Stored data
········

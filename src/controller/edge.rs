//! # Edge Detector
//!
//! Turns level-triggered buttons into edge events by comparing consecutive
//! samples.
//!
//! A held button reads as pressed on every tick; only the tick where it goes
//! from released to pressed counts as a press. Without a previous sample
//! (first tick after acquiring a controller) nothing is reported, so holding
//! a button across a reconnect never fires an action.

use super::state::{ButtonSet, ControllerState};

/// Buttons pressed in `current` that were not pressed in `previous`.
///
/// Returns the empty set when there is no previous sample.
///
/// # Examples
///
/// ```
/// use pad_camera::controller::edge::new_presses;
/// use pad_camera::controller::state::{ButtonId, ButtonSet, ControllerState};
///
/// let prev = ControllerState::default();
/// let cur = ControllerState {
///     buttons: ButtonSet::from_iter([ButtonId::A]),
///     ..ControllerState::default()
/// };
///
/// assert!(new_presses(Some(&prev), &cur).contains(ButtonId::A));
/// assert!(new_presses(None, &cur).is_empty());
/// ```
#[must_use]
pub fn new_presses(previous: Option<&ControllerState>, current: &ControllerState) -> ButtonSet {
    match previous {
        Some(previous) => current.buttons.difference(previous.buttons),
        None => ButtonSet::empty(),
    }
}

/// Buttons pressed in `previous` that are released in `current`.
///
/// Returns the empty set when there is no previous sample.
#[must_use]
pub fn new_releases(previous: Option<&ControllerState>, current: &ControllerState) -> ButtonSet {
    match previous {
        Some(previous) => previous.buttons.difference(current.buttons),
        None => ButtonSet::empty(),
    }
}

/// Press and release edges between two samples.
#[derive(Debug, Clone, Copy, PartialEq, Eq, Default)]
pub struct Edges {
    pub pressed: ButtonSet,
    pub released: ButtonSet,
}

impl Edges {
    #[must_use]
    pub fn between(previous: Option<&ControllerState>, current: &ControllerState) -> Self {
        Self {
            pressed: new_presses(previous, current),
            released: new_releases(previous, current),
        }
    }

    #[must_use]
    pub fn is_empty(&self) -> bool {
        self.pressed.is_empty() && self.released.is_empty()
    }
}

········

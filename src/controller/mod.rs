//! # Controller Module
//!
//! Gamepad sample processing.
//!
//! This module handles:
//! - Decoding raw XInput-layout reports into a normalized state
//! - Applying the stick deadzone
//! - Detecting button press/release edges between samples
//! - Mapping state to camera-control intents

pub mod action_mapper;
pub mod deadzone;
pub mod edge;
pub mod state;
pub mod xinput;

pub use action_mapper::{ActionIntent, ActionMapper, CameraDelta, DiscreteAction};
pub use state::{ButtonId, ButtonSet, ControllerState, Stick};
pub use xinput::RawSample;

········

◆ **EXERCISE PROMPT**: For this exercise, repeat exactly the lines of the data above from the one with "pub mod deadzone;" down to the one with "pub use xinput::RawSample;", both end lines included.

◆ **SOLUTION TO THIS EXERCISE**:
pub mod deadzone;
pub mod edge;
pub mod state;
pub mod xinput;

pub use action_mapper::{ActionIntent, ActionMapper, CameraDelta, DiscreteAction};
pub use state::{ButtonId, ButtonSet, ControllerState, Stick};
pub use xinput::RawSample;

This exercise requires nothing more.